Wanderung am 10. März  2005

Reichenbachtal – Hegenlohe - Haug’s Schurwaldbesen

 

 

Zum vierten Mal sollte in diesem Jahr die Wanderung zum Besen nach Hegenlohe gehen. Gerechterweise muss man natürlich sagen, dass es erst das dritte Mal war, weil wir ja am 20.01. einen Tag zu früh dort waren.

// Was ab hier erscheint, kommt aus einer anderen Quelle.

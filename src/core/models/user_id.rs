use serde::{Deserialize, Serialize};

/// Primary identifier bound into a public key: a display name plus email.
#[derive(Debug, Clone, PartialEq, Eq, Hash, Serialize, Deserialize)]
pub struct UserId {
    pub name: String,
    pub email: String,
}

impl UserId {
    pub fn new(name: impl Into<String>, email: impl Into<String>) -> Self {
        Self {
            name: name.into(),
            email: email.into(),
        }
    }

    /// True when either half is empty. Such ids would produce an identity
    /// that can never pass the integrity check.
    pub fn is_incomplete(&self) -> bool {
        self.name.is_empty() || self.email.is_empty()
    }
}

impl std::fmt::Display for UserId {
    fn fmt(&self, f: &mut std::fmt::Formatter<'_>) -> std::fmt::Result {
        write!(f, "{} <{}>", self.name, self.email)
    }
}
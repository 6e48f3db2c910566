use serde::Deserialize;
use std::path::{Path, PathBuf};
use std::time::Duration;

use crate::core::errors::{KeysealError, Result};

/// Top-level configuration read from `config.toml`.
///
/// Every section is optional; missing values fall back to defaults.
#[derive(Debug, Clone, Default, Deserialize)]
pub struct AppConfig {
    #[serde(default)]
    pub keyseal: KeysealSection,
    #[serde(default)]
    pub engine: EngineConfig,
    #[serde(default)]
    pub operations: OperationsConfig,
}

impl AppConfig {
    /// Load and validate the configuration at `path`.
    pub fn load(path: &Path) -> Result<Self> {
        if !path.exists() {
            return Err(KeysealError::InvalidConfig {
                detail: format!("{} not found", path.display()),
            });
        }
        let content = std::fs::read_to_string(path)?;
        Self::from_toml_str(&content)
    }

    /// Like `load`, but a missing file yields the defaults.
    pub fn load_or_default(path: &Path) -> Result<Self> {
        if path.exists() {
            Self::load(path)
        } else {
            tracing::debug!(path = %path.display(), "no config file, using defaults");
            Ok(Self::default())
        }
    }

    pub fn from_toml_str(content: &str) -> Result<Self> {
        let config: Self = toml::from_str(content).map_err(|e| KeysealError::InvalidConfig {
            detail: format!("Failed to parse config.toml: {e}"),
        })?;
        config.validate()?;
        Ok(config)
    }

    /// Default config location for the current platform.
    ///
    /// - Linux: `~/.config/keyseal/config.toml`
    /// - macOS: `~/Library/Application Support/keyseal/config.toml`
    /// - Windows: `%APPDATA%/keyseal/config.toml`
    pub fn default_path() -> Result<PathBuf> {
        let config_dir = dirs::config_dir().ok_or_else(|| KeysealError::InvalidConfig {
            detail: "Could not determine config directory".into(),
        })?;
        Ok(config_dir.join("keyseal").join("config.toml"))
    }

    pub fn validate(&self) -> Result<()> {
        if self.keyseal.format_version > CURRENT_FORMAT_VERSION {
            return Err(KeysealError::FormatVersionTooNew {
                config_version: self.keyseal.format_version,
                supported_version: CURRENT_FORMAT_VERSION,
            });
        }
        self.engine.validate()?;
        self.operations.validate()
    }
}

/// Current format version supported by this build.
pub const CURRENT_FORMAT_VERSION: u32 = 1;

/// Highest scrypt work factor (log2 N) the config may request.
pub const MAX_SCRYPT_WORK_FACTOR: u8 = 30;

/// The `[keyseal]` section.
#[derive(Debug, Clone, Deserialize)]
pub struct KeysealSection {
    /// Format version for backward compatibility. Defaults to 1 if missing.
    #[serde(default = "default_format_version")]
    pub format_version: u32,
}

impl Default for KeysealSection {
    fn default() -> Self {
        Self {
            format_version: default_format_version(),
        }
    }
}

fn default_format_version() -> u32 {
    1
}

/// The `[engine]` section: cost and size limits for the crypto engine.
#[derive(Debug, Clone, PartialEq, Eq, Deserialize)]
#[serde(default)]
pub struct EngineConfig {
    /// scrypt work factor (log2 N) used when sealing with a passphrase.
    pub scrypt_work_factor: u8,
    /// Highest work factor accepted when opening a passphrase envelope.
    pub max_work_factor: u8,
    /// zlib level, 0 to 9.
    pub compression_level: u32,
    /// Upper bound on a decompressed message body, in bytes.
    pub max_message_size: usize,
}

impl Default for EngineConfig {
    fn default() -> Self {
        Self {
            scrypt_work_factor: 18,
            max_work_factor: 22,
            compression_level: 6,
            max_message_size: 16 * 1024 * 1024,
        }
    }
}

impl EngineConfig {
    pub fn validate(&self) -> Result<()> {
        if self.scrypt_work_factor == 0 || self.scrypt_work_factor > MAX_SCRYPT_WORK_FACTOR {
            return Err(KeysealError::InvalidConfig {
                detail: format!(
                    "engine.scrypt_work_factor must be 1-{MAX_SCRYPT_WORK_FACTOR}, got {}",
                    self.scrypt_work_factor
                ),
            });
        }
        if self.max_work_factor < self.scrypt_work_factor
            || self.max_work_factor > MAX_SCRYPT_WORK_FACTOR
        {
            return Err(KeysealError::InvalidConfig {
                detail: format!(
                    "engine.max_work_factor must be {}-{MAX_SCRYPT_WORK_FACTOR}, got {}",
                    self.scrypt_work_factor, self.max_work_factor
                ),
            });
        }
        if self.compression_level > 9 {
            return Err(KeysealError::InvalidConfig {
                detail: format!(
                    "engine.compression_level must be 0-9, got {}",
                    self.compression_level
                ),
            });
        }
        if self.max_message_size == 0 {
            return Err(KeysealError::InvalidConfig {
                detail: "engine.max_message_size must be greater than 0".into(),
            });
        }
        Ok(())
    }
}

/// The `[operations]` section.
#[derive(Debug, Clone, PartialEq, Eq, Deserialize)]
#[serde(default)]
pub struct OperationsConfig {
    /// Timeout applied by `SharedIdentity` to each engine call.
    pub timeout_secs: u64,
}

impl Default for OperationsConfig {
    fn default() -> Self {
        Self { timeout_secs: 30 }
    }
}

impl OperationsConfig {
    pub fn timeout(&self) -> Duration {
        Duration::from_secs(self.timeout_secs)
    }

    pub fn validate(&self) -> Result<()> {
        if self.timeout_secs == 0 {
            return Err(KeysealError::InvalidConfig {
                detail: "operations.timeout_secs must be greater than 0".into(),
            });
        }
        Ok(())
    }
}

Also machten wir Vier, Jannis hatte sich in südliche Gefilde abgesetzt, uns auf den Weg zum Reichenbachtal. Doch bald merkten wir, hoppla, heute ist das vorankommen gar nicht so einfach. In dem tauenden Schnee sank man tief ein. Der Roland schlug daraufhin vor entweder eine Abkürzung zunehmen oder auf den Besuch beim Besen zu verzichten, weil ja noch ein Theaterbesuch an diesem Abend in Stuttgart anstand. Gegen eine Abkürzung hatte keiner etwas. Aber auf den Besen verzichten kam nicht in Frage. Also ging es kräftig bergauf in Richtung Hegenlohe. Öfter als sonst musste eine Verschnaufpause eingelegt werden. Auch die Sonne meinte es mal wieder gut mit den Muskeltieren und brachte uns noch zusätzlich ins Schwitzen. Themen über Ämter, Politik, Nullrunden bei den Rentnern und vielem mehr sorgte für reichlich Gesprächsstoff. Als die Höhe erklommen war, wollte der Waldemar einen Schneemann bauen. Da sich dieses Ansinnen doch mehr als schwierig erwies, wurde als Alternative ein Schneestaudamm gebaut.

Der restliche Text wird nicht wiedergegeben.